• [What you should do]
Lines with the word "struct" are the ones wanted. Copy each of them from the entries below.

[Source records]
Start of Block

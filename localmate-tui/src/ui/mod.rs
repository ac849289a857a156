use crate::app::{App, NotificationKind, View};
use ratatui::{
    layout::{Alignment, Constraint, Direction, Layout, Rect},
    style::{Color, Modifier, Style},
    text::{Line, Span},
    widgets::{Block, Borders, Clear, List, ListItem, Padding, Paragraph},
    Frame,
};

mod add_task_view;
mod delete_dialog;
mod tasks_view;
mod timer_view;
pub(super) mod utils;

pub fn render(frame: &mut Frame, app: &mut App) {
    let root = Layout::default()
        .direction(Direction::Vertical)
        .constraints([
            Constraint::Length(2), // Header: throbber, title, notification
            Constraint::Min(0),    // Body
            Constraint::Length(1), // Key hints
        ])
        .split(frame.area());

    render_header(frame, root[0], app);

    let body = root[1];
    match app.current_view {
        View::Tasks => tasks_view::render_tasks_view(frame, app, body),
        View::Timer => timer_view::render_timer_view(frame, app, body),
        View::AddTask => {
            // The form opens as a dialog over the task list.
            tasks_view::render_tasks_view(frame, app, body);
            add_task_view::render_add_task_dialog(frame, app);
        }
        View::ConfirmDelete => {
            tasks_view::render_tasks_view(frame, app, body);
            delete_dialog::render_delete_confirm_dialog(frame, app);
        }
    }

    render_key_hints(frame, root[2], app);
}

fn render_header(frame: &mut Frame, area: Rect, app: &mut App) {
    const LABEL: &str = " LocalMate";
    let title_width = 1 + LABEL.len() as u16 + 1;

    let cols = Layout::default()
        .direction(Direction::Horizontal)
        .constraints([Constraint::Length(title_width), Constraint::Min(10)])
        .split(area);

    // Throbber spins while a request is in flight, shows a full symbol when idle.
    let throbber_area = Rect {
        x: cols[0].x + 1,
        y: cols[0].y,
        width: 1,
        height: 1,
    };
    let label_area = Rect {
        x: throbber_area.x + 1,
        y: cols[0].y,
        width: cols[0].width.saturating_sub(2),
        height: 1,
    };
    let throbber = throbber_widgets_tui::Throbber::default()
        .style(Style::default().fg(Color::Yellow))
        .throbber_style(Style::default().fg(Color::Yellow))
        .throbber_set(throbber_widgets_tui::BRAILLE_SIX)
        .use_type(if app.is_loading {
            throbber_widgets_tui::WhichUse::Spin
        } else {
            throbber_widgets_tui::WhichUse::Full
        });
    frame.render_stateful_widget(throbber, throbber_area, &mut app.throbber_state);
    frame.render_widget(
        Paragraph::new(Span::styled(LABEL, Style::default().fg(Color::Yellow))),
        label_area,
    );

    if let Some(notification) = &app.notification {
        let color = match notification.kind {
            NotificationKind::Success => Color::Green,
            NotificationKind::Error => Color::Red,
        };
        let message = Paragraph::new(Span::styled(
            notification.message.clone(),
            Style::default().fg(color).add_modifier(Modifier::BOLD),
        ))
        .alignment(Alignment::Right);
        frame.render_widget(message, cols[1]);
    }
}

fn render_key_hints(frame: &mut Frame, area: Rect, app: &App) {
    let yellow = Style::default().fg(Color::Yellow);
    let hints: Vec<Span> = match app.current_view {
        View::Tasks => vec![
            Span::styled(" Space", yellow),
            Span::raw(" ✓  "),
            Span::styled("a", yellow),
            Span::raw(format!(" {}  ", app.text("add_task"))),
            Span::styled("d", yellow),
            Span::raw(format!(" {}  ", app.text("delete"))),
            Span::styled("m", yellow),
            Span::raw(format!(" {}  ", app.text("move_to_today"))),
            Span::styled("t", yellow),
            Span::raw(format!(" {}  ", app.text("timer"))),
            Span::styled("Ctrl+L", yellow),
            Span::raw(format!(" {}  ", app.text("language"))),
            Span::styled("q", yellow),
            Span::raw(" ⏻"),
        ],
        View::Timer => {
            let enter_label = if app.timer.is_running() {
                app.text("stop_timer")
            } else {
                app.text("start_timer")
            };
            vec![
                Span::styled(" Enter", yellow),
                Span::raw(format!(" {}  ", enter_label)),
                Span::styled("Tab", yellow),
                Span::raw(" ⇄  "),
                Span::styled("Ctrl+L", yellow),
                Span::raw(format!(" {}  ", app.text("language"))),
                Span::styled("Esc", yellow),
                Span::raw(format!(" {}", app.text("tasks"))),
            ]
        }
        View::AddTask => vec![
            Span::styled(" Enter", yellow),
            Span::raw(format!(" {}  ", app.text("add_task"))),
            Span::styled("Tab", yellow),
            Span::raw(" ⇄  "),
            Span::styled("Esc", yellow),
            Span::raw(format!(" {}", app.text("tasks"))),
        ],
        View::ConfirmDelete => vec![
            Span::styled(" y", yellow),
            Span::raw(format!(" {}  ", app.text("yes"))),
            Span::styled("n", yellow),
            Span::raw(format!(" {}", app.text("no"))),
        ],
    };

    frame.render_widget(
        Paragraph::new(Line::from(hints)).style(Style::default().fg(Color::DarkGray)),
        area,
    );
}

End of Block
Start of Block

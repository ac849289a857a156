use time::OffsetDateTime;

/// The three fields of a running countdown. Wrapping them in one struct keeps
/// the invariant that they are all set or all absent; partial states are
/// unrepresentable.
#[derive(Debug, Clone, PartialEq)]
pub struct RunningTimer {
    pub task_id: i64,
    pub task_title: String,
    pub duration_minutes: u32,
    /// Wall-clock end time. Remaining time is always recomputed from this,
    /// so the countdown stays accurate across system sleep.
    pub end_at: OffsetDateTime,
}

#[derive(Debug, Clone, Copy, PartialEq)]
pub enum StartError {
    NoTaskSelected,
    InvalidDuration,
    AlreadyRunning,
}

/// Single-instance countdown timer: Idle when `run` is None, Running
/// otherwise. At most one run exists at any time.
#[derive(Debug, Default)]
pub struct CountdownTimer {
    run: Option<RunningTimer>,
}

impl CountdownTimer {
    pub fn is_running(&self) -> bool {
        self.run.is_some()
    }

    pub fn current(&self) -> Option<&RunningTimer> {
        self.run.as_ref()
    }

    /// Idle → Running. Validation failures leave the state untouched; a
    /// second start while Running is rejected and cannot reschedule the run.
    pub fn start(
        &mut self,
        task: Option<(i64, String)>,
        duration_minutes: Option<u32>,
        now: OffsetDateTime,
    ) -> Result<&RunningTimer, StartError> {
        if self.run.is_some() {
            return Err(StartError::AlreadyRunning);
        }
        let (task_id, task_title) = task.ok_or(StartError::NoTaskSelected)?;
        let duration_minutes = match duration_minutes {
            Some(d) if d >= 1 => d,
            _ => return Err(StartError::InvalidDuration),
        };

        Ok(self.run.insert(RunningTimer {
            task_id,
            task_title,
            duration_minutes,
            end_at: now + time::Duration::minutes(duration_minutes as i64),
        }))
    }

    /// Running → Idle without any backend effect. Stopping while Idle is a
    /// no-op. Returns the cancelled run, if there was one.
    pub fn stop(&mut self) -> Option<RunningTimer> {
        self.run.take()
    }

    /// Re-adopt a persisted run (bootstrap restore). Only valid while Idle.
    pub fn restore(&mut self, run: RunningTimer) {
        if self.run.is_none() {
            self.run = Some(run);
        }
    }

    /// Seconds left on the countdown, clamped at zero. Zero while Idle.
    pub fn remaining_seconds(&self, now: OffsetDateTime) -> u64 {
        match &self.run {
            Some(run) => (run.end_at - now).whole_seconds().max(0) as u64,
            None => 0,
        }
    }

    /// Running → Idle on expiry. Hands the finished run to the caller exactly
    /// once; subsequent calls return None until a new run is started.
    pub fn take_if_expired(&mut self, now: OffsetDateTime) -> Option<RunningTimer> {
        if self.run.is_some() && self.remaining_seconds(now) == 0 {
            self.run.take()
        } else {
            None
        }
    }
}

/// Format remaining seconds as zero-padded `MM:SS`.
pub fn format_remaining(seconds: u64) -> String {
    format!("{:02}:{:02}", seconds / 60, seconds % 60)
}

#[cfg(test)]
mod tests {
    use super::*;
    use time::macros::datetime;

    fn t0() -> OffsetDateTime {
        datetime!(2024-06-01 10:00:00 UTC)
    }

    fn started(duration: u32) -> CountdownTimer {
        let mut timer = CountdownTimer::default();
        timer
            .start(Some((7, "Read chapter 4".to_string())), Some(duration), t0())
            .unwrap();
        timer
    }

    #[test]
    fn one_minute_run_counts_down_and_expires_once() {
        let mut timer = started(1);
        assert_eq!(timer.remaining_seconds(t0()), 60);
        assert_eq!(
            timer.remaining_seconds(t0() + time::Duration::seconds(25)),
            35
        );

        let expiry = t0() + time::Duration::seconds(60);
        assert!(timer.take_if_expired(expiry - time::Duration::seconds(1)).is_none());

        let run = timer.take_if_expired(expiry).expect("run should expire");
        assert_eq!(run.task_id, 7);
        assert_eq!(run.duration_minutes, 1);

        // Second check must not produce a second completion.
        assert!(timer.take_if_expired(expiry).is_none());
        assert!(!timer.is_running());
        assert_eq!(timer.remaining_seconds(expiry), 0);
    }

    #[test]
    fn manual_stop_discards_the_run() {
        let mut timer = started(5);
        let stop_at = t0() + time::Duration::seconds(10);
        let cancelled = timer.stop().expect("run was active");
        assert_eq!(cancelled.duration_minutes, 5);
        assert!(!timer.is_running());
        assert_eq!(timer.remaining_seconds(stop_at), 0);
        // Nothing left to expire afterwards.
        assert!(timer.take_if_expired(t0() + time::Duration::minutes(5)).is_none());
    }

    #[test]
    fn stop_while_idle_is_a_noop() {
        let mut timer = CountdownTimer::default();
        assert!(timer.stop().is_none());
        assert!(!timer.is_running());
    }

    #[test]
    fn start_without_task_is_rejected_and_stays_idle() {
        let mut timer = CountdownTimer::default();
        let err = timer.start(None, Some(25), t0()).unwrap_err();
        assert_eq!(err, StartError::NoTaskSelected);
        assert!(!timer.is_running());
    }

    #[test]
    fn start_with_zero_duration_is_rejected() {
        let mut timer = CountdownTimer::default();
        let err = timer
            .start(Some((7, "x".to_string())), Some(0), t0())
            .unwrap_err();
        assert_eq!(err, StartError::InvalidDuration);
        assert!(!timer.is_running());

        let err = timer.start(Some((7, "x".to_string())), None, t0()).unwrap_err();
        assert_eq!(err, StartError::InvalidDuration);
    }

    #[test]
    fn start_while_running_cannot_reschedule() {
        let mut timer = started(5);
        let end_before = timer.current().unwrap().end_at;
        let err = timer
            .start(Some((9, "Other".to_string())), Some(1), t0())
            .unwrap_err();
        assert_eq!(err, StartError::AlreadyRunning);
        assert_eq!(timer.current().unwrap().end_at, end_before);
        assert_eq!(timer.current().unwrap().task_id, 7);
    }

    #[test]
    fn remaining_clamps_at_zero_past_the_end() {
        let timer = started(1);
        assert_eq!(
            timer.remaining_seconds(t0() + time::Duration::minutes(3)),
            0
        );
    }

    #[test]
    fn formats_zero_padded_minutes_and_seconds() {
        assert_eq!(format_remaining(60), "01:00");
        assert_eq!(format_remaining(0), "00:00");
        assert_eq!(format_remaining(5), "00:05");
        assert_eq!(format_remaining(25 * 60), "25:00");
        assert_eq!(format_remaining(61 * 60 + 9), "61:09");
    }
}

End of Block

• [Reply to the task]
/// The three fields of a running countdown. Wrapping them in one struct keeps
pub struct RunningTimer {
pub struct CountdownTimer {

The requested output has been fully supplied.